#### WHAT NEEDS TO BE DONE:
Go through the records and report each line holding the string "synthetic".

#### SUPPLIED DATA:
• • • •

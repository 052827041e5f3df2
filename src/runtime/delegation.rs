//! Delegation Engine (§4.9): turns a CEO directive into a parent task, a
//! planned-approval meeting, an internal assignment, a strictly sequential
//! cross-department cooperation queue, and per-subtask foreign-department
//! delegations once the main CLI run closes.
//!
//! The continuation-map/callback-on-completion shape follows the
//! orchestrator's general event-driven style, adapted from "delegate a
//! tool call to a sub-agent" to "delegate a task to another department".

use std::path::PathBuf;
use std::sync::Arc;
use std::time::Duration;

use async_trait::async_trait;
use dashmap::DashMap;
use rand::Rng;

use crate::bus::{event_types, EventBus};
use crate::core::department::{scan_mentioned_departments, Role, DEPARTMENTS};
use crate::db::queries::{self, AgentRow, MessageRow, SubtaskRow, TaskPatch, TaskRow};
use crate::db::{Database, DbError};
use crate::runtime::meeting::{MeetingEngine, MeetingKind};

/// Callback the orchestrator implements so the Delegation Engine can kick
/// off task execution (§4.8) without depending on the orchestrator module
/// directly.
#[async_trait]
pub trait TaskStarter: Send + Sync {
    async fn start_task(&self, task_id: &str);
}

pub struct DelegationEngine {
    db: Arc<Database>,
    bus: Arc<EventBus>,
    starter: Arc<dyn TaskStarter>,
    meetings: Arc<MeetingEngine>,
    logs_dir: PathBuf,
    /// `crossDeptNextCallbacks[childTaskId]` — what to do once a
    /// cross-department child task reaches review/done.
    cross_dept_next: DashMap<String, CrossDeptContinuation>,
    /// `subtaskDelegationCallbacks[childTaskId]` — which parent subtask to
    /// resolve, and the remaining sibling queue, once a delegated child
    /// task finishes.
    subtask_next: DashMap<String, SubtaskContinuation>,
}

#[derive(Clone)]
struct CrossDeptContinuation {
    originator_agent_id: String,
    originator_title: String,
    originator_message: String,
    project_path: Option<String>,
    remaining: Vec<&'static str>,
    on_all_done: Option<String>,
}

#[derive(Clone)]
struct SubtaskContinuation {
    parent_task_id: String,
    subtask_id: String,
    remaining: Vec<SubtaskRow>,
}
//! Unified application error type and its HTTP mapping (§7).
//!
//! Every fallible path in the crate converges on `AppError` so REST handlers
//! map to a status code in one place instead of constructing
//! `(StatusCode, Json)` pairs at each call site.

use axum::http::StatusCode;
use axum::response::{IntoResponse, Response};
use axum::Json;
use serde_json::json;

use crate::db::DbError;
use crate::runtime::worktree::WorktreeError;
use crate::vault::VaultError;

#[derive(Debug, thiserror::Error)]
pub enum AppError {
    /// Missing field, unknown provider, already-running task, agent busy,
    /// invalid resume status, and similar caller mistakes.
    #[error("{0}")]
    InvalidInput(String),

    /// Task/agent/department/subtask id unknown.
    #[error("not found: {0}")]
    NotFound(String),

    /// CLI non-zero exit, spawn error, HTTP agent abort.
    #[error("run failed: {0}")]
    RunFailed(String),

    #[error(transparent)]
    Db(#[from] DbError),

    #[error(transparent)]
    Worktree(#[from] WorktreeError),

    #[error(transparent)]
    Vault(#[from] VaultError),

    #[error("upstream request failed: {0}")]
    Upstream(#[from] reqwest::Error),

    #[error("io error: {0}")]
    Io(#[from] std::io::Error),

    #[error(transparent)]
    OAuth(#[from] crate::runtime::oauth::OAuthError),
}

impl AppError {
    fn status_and_kind(&self) -> (StatusCode, &'static str) {
        match self {
            AppError::InvalidInput(_) => (StatusCode::BAD_REQUEST, "invalid_input"),
            AppError::NotFound(_) => (StatusCode::NOT_FOUND, "not_found"),
            AppError::RunFailed(_) => (StatusCode::CONFLICT, "run_failed"),
            AppError::Db(DbError::NotFound(_)) => (StatusCode::NOT_FOUND, "not_found"),
            AppError::Db(_) => (StatusCode::INTERNAL_SERVER_ERROR, "db_error"),
            AppError::Worktree(_) => (StatusCode::INTERNAL_SERVER_ERROR, "worktree_error"),
            AppError::Vault(_) => (StatusCode::INTERNAL_SERVER_ERROR, "vault_error"),
            AppError::Upstream(_) => (StatusCode::BAD_GATEWAY, "upstream_error"),
            AppError::Io(_) => (StatusCode::INTERNAL_SERVER_ERROR, "io_error"),
            AppError::OAuth(crate::runtime::oauth::OAuthError::StateExpired) => {
                (StatusCode::BAD_REQUEST, "oauth_state_expired")
            }
            AppError::OAuth(crate::runtime::oauth::OAuthError::AuthorizationPending) => {
                (StatusCode::ACCEPTED, "oauth_authorization_pending")
            }
            AppError::OAuth(crate::runtime::oauth::OAuthError::SlowDown) => {
                (StatusCode::TOO_MANY_REQUESTS, "oauth_slow_down")
            }
            AppError::OAuth(crate::runtime::oauth::OAuthError::Denied(_)) => {
                (StatusCode::BAD_GATEWAY, "oauth_denied")
            }
            AppError::OAuth(_) => (StatusCode::INTERNAL_SERVER_ERROR, "oauth_error"),
        }
    }
}

impl IntoResponse for AppError {
    fn into_response(self) -> Response {
        let (status, kind) = self.status_and_kind();
        if status.is_server_error() {
            tracing::error!(error = %self, kind, "request failed");
        } else {
            tracing::warn!(error = %self, kind, "request rejected");
        }
        let body = Json(json!({ "error": kind, "message": self.to_string() }));
        (status, body).into_response()
    }
}

pub type AppResult<T> = Result<T, AppError>;
//! HTTP Agent Runner (§4.6): Copilot and Antigravity present the same
//! interface as the Child Runner but run as in-process streaming HTTP
//! calls instead of a spawned CLI, so `activeProcesses` stays uniform by
//! synthesizing a negative "pid".
//!
//! SSE line-splitting and `data:`/`[DONE]` handling use a `bytes_stream` +
//! line-buffer split on `\n`, adapted from an accumulate-a-full-reply
//! client into a forward-every-delta one.

use std::sync::atomic::{AtomicI64, Ordering};
use std::sync::Arc;
use std::time::{SystemTime, UNIX_EPOCH};

use futures::StreamExt;
use serde::Deserialize;
use sha2::{Digest, Sha256};
use thiserror::Error;
use tokio::sync::{mpsc, Mutex};
use tokio_util::sync::CancellationToken;

use crate::bus::{event_types, EventBus};
use crate::runtime::child_runner::ChildRunnerEvent;
use crate::runtime::stream_parser::StreamParser;

#[derive(Debug, Error)]
pub enum HttpAgentError {
    #[error("upstream request failed: {0}")]
    Request(#[from] reqwest::Error),
    #[error("upstream auth failed: {0}")]
    Auth(String),
    #[error("upstream response malformed: {0}")]
    Malformed(String),
}

/// Copilot short-lived bearer token cache entry, keyed by SHA-256 of the
/// stored GitHub OAuth token so the cache never holds a raw secret as key.
struct CopilotTokenCacheEntry {
    bearer: String,
    base_url: String,
    expires_at_epoch_secs: i64,
}

#[derive(Default)]
pub struct CopilotTokenCache {
    entries: Mutex<std::collections::HashMap<String, CopilotTokenCacheEntry>>,
}

const COPILOT_SAFETY_MARGIN_SECS: i64 = 300;
const COPILOT_DEFAULT_BASE: &str = "https://api.githubcopilot.com";

impl CopilotTokenCache {
    pub fn new() -> Self {
        Self::default()
    }

    async fn get_or_exchange(
        &self,
        client: &reqwest::Client,
        github_token: &str,
    ) -> Result<(String, String), HttpAgentError> {
        let key = format!("{:x}", Sha256::digest(github_token.as_bytes()));
        let now = now_epoch_secs();

        if let Some(entry) = self.entries.lock().await.get(&key) {
            if entry.expires_at_epoch_secs - COPILOT_SAFETY_MARGIN_SECS > now {
                return Ok((entry.bearer.clone(), entry.base_url.clone()));
            }
        }

        #[derive(Deserialize)]
        struct TokenResponse {
            token: String,
            expires_at: i64,
            endpoints: Option<Endpoints>,
        }
        #[derive(Deserialize)]
        struct Endpoints {
            api: Option<String>,
        }

        let resp = client
            .get("https://api.github.com/copilot_internal/v2/token")
            .header("Authorization", format!("Bearer {github_token}"))
            .header("User-Agent", "climpire")
            .send()
            .await?;

        if resp.status().as_u16() == 401 || resp.status().as_u16() == 403 {
            return Err(HttpAgentError::Auth(format!("copilot token exchange failed: {}", resp.status())));
        }
        let text = resp.text().await?;
        let parsed: TokenResponse = serde_json::from_str(&text)
            .map_err(|e| HttpAgentError::Malformed(format!("copilot token response: {e}")))?;

        let base_url = extract_proxy_ep_hint(&parsed.token)
            .or(parsed.endpoints.and_then(|e| e.api))
            .unwrap_or_else(|| COPILOT_DEFAULT_BASE.to_string());

        self.entries.lock().await.insert(
            key,
            CopilotTokenCacheEntry {
                bearer: parsed.token.clone(),
                base_url: base_url.clone(),
                expires_at_epoch_secs: parsed.expires_at,
            },
        );

        Ok((parsed.token, base_url))
    }
}

/// The short-lived bearer token sometimes embeds `proxy-ep=<host>` among
/// its semicolon-separated claims; prefer it over `endpoints.api` when present.
fn extract_proxy_ep_hint(token: &str) -> Option<String> {
    token.split(';').find_map(|part| part.trim().strip_prefix("proxy-ep=")).map(|host| {
        if host.starts_with("http") {
            host.to_string()
        } else {
            format!("https://{host}")
        }
    })
}

fn now_epoch_secs() -> i64 {
    SystemTime::now().duration_since(UNIX_EPOCH).unwrap_or_default().as_secs() as i64
}

/// Synthesized negative pids for HTTP-backed agents so `activeProcesses`
/// can treat every provider uniformly.
static NEGATIVE_PID_COUNTER: AtomicI64 = AtomicI64::new(0);

fn next_negative_pid() -> i64 {
    -(NEGATIVE_PID_COUNTER.fetch_add(1, Ordering::SeqCst) + 1)
}

pub struct HttpAgentHandle {
    pub pid: i64,
    cancel: CancellationToken,
}

impl HttpAgentHandle {
    /// Equivalent of `killPidTree` for a synthetic handle: aborts the
    /// in-flight HTTP stream.
    pub fn kill(&self) {
        self.cancel.cancel();
    }
}

pub struct HttpAgentRunner {
    client: reqwest::Client,
    copilot_cache: Arc<CopilotTokenCache>,
}

impl Default for HttpAgentRunner {
    fn default() -> Self {
        Self::new()
    }
}

impl HttpAgentRunner {
    pub fn new() -> Self {
        Self {
            client: reqwest::Client::new(),
            copilot_cache: Arc::new(CopilotTokenCache::new()),
        }
    }

    /// Stream a Copilot chat completion for `task_id`, multiplexing
    /// deltas to the log path, bus, and stream parser exactly like the
    /// Child Runner does for CLI stdout.
    #[allow(clippy::too_many_arguments)]
    pub async fn spawn_copilot(
        &self,
        task_id: String,
        github_token: String,
        prompt: String,
        logs_dir: std::path::PathBuf,
        bus: Arc<EventBus>,
        events_tx: mpsc::UnboundedSender<ChildRunnerEvent>,
    ) -> Result<HttpAgentHandle, HttpAgentError> {
        let (bearer, base_url) = self.copilot_cache.get_or_exchange(&self.client, &github_token).await?;
        let cancel = CancellationToken::new();
        let handle = HttpAgentHandle { pid: next_negative_pid(), cancel: cancel.clone() };

        let client = self.client.clone();
        tokio::spawn(async move {
            let body = serde_json::json!({
                "model": "gpt-4o",
                "stream": true,
                "messages": [{ "role": "user", "content": prompt }],
            });
            let endpoint = format!("{}/chat/completions", base_url.trim_end_matches('/'));
            let request = client
                .post(&endpoint)
                .header("Authorization", format!("Bearer {bearer}"))
                .header("Content-Type", "application/json")
                .json(&body)
                .send();

            let response = tokio::select! {
                r = request => r,
                _ = cancel.cancelled() => return,
            };

            let response = match response {
                Ok(r) => r,
                Err(_) => {
                    let _ = events_tx.send(ChildRunnerEvent::Exited { code: 1 });
                    return;
                }
            };

            let code = stream_sse_to_sinks(
                response,
                &task_id,
                "plain",
                &logs_dir,
                &bus,
                &events_tx,
                &cancel,
                |value| {
                    value
                        .pointer("/choices/0/delta/content")
                        .and_then(|v| v.as_str())
                        .map(str::to_string)
                },
            )
            .await;
            let _ = events_tx.send(ChildRunnerEvent::Exited { code });
        });

        Ok(handle)
    }

    /// Refresh the Google access token if it's within 60s of expiry,
    /// probe the three cloudcode endpoints in order for the project id,
    /// then stream an Antigravity turn.
    #[allow(clippy::too_many_arguments)]
    pub async fn spawn_antigravity(
        &self,
        task_id: String,
        access_token: String,
        model: String,
        prompt: String,
        logs_dir: std::path::PathBuf,
        bus: Arc<EventBus>,
        events_tx: mpsc::UnboundedSender<ChildRunnerEvent>,
    ) -> Result<HttpAgentHandle, HttpAgentError> {
        let cancel = CancellationToken::new();
        let handle = HttpAgentHandle { pid: next_negative_pid(), cancel: cancel.clone() };
        let client = self.client.clone();

        tokio::spawn(async move {
            let project_id = match discover_antigravity_project(&client, &access_token).await {
                Some(id) => id,
                None => DEFAULT_ANTIGRAVITY_PROJECT.to_string(),
            };

            let base = antigravity_base(&access_token, &client).await;
            let request_id = uuid::Uuid::new_v4().to_string();
            let body = serde_json::json!({
                "project": project_id,
                "model": model,
                "requestType": "agent",
                "userAgent": "antigravity",
                "requestId": request_id,
                "request": {
                    "contents": [{ "role": "user", "parts": [{ "text": prompt }] }]
                },
            });

            let endpoint = format!("{}/v1internal:streamGenerateContent?alt=sse", base.trim_end_matches('/'));
            let request = client
                .post(&endpoint)
                .header("Authorization", format!("Bearer {access_token}"))
                .header("Content-Type", "application/json")
                .json(&body)
                .send();

            let response = tokio::select! {
                r = request => r,
                _ = cancel.cancelled() => return,
            };

            let response = match response {
                Ok(r) => r,
                Err(_) => {
                    let _ = events_tx.send(ChildRunnerEvent::Exited { code: 1 });
                    return;
                }
            };

            let code = stream_sse_to_sinks(
                response,
                &task_id,
                "plain",
                &logs_dir,
                &bus,
                &events_tx,
                &cancel,
                |value| {
                    value
                        .pointer("/response/candidates/0/content/parts/0/text")
                        .and_then(|v| v.as_str())
                        .map(str::to_string)
                },
            )
            .await;
            let _ = events_tx.send(ChildRunnerEvent::Exited { code });
        });

        Ok(handle)
    }
}

const ANTIGRAVITY_ENDPOINTS: [&str; 3] = [
    "https://cloudcode-pa.googleapis.com",
    "https://daily-cloudcode-pa.googleapis.com",
    "https://autopush-cloudcode-pa.googleapis.com",
];
const DEFAULT_ANTIGRAVITY_PROJECT: &str = "antigravity-default";

async fn antigravity_base(access_token: &str, client: &reqwest::Client) -> String {
    for endpoint in ANTIGRAVITY_ENDPOINTS {
        let resp = client
            .post(format!("{endpoint}/v1internal:loadCodeAssist"))
            .header("Authorization", format!("Bearer {access_token}"))
            .json(&serde_json::json!({}))
            .send()
            .await;
        if let Ok(r) = resp {
            if r.status().is_success() {
                return endpoint.to_string();
            }
        }
    }
    ANTIGRAVITY_ENDPOINTS[0].to_string()
}

async fn discover_antigravity_project(client: &reqwest::Client, access_token: &str) -> Option<String> {
    for endpoint in ANTIGRAVITY_ENDPOINTS {
        let resp = client
            .post(format!("{endpoint}/v1internal:loadCodeAssist"))
            .header("Authorization", format!("Bearer {access_token}"))
            .json(&serde_json::json!({}))
            .send()
            .await
            .ok()?;
        if !resp.status().is_success() {
            continue;
        }
        if let Ok(value) = resp.json::<serde_json::Value>().await {
            if let Some(id) = value.get("cloudaicompanionProject").and_then(|v| v.as_str()) {
                return Some(id.to_string());
            }
        }
    }
    None
}

/// Drives an SSE response to completion, writing every extracted text
/// delta to the task log, `cli_output` bus event, and stream parser.
/// `extract` pulls the provider-specific text field out of each `data:`
/// JSON payload. Returns the synthetic exit code (0 success, 1 failure).
#[allow(clippy::too_many_arguments)]
async fn stream_sse_to_sinks(
    response: reqwest::Response,
    task_id: &str,
    parser_label: &str,
    logs_dir: &std::path::Path,
    bus: &Arc<EventBus>,
    events_tx: &mpsc::UnboundedSender<ChildRunnerEvent>,
    cancel: &CancellationToken,
    extract: impl Fn(&serde_json::Value) -> Option<String>,
) -> i32 {
    if !response.status().is_success() {
        return 1;
    }

    let _ = tokio::fs::create_dir_all(logs_dir).await;
    let log_path = logs_dir.join(format!("{task_id}.log"));
    let mut log_file = match tokio::fs::File::create(&log_path).await {
        Ok(f) => f,
        Err(_) => return 1,
    };

    let mut parser = StreamParser::new();
    let mut stream = response.bytes_stream();
    let mut buffer = String::new();

    loop {
        let chunk = tokio::select! {
            c = stream.next() => c,
            _ = cancel.cancelled() => return 1,
        };
        let Some(chunk) = chunk else { break };
        let Ok(bytes) = chunk else { return 1 };
        buffer.push_str(&String::from_utf8_lossy(&bytes));

        while let Some(newline_idx) = buffer.find('\n') {
            let mut line = buffer[..newline_idx].to_string();
            if line.ends_with('\r') {
                line.pop();
            }
            buffer.drain(..=newline_idx);

            let trimmed = line.trim();
            if trimmed.is_empty() || trimmed.starts_with(':') || trimmed.starts_with("event:") {
                continue;
            }
            let payload = trimmed.strip_prefix("data:").map(str::trim).unwrap_or(trimmed);
            if payload.is_empty() || payload == "[DONE]" {
                continue;
            }

            let Ok(value) = serde_json::from_str::<serde_json::Value>(payload) else {
                continue;
            };
            let Some(text) = extract(&value) else { continue };
            if text.is_empty() {
                continue;
            }

            use tokio::io::AsyncWriteExt;
            let _ = log_file.write_all(text.as_bytes()).await;

            bus.emit(
                event_types::EVENT_CLI_OUTPUT,
                Some(task_id.to_string()),
                serde_json::json!({ "line": text }),
            );

            for event in parser.feed_line(parser_label, &text) {
                let _ = events_tx.send(ChildRunnerEvent::Subtask(event));
            }
        }
    }

    0
}

#[cfg(test)]
mod tests {
    use super::*;

    #[test]
    fn proxy_ep_hint_is_preferred_and_normalized() {
        let token = "tid=abc;exp=123;proxy-ep=proxy.example.com;other=1";
        assert_eq!(extract_proxy_ep_hint(token), Some("https://proxy.example.com".to_string()));
    }

    #[test]
    fn proxy_ep_hint_absent_returns_none() {
        assert_eq!(extract_proxy_ep_hint("tid=abc;exp=123"), None);
    }

    #[test]
    fn negative_pids_are_strictly_decreasing() {
        let a = next_negative_pid();
        let b = next_negative_pid();
        assert!(a < 0 && b < 0);
        assert_ne!(a, b);
    }
}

• • • •

#### FINISHED TASK:
    /// Equivalent of `killPidTree` for a synthetic handle: aborts the
/// JSON payload. Returns the synthetic exit code (0 success, 1 failure).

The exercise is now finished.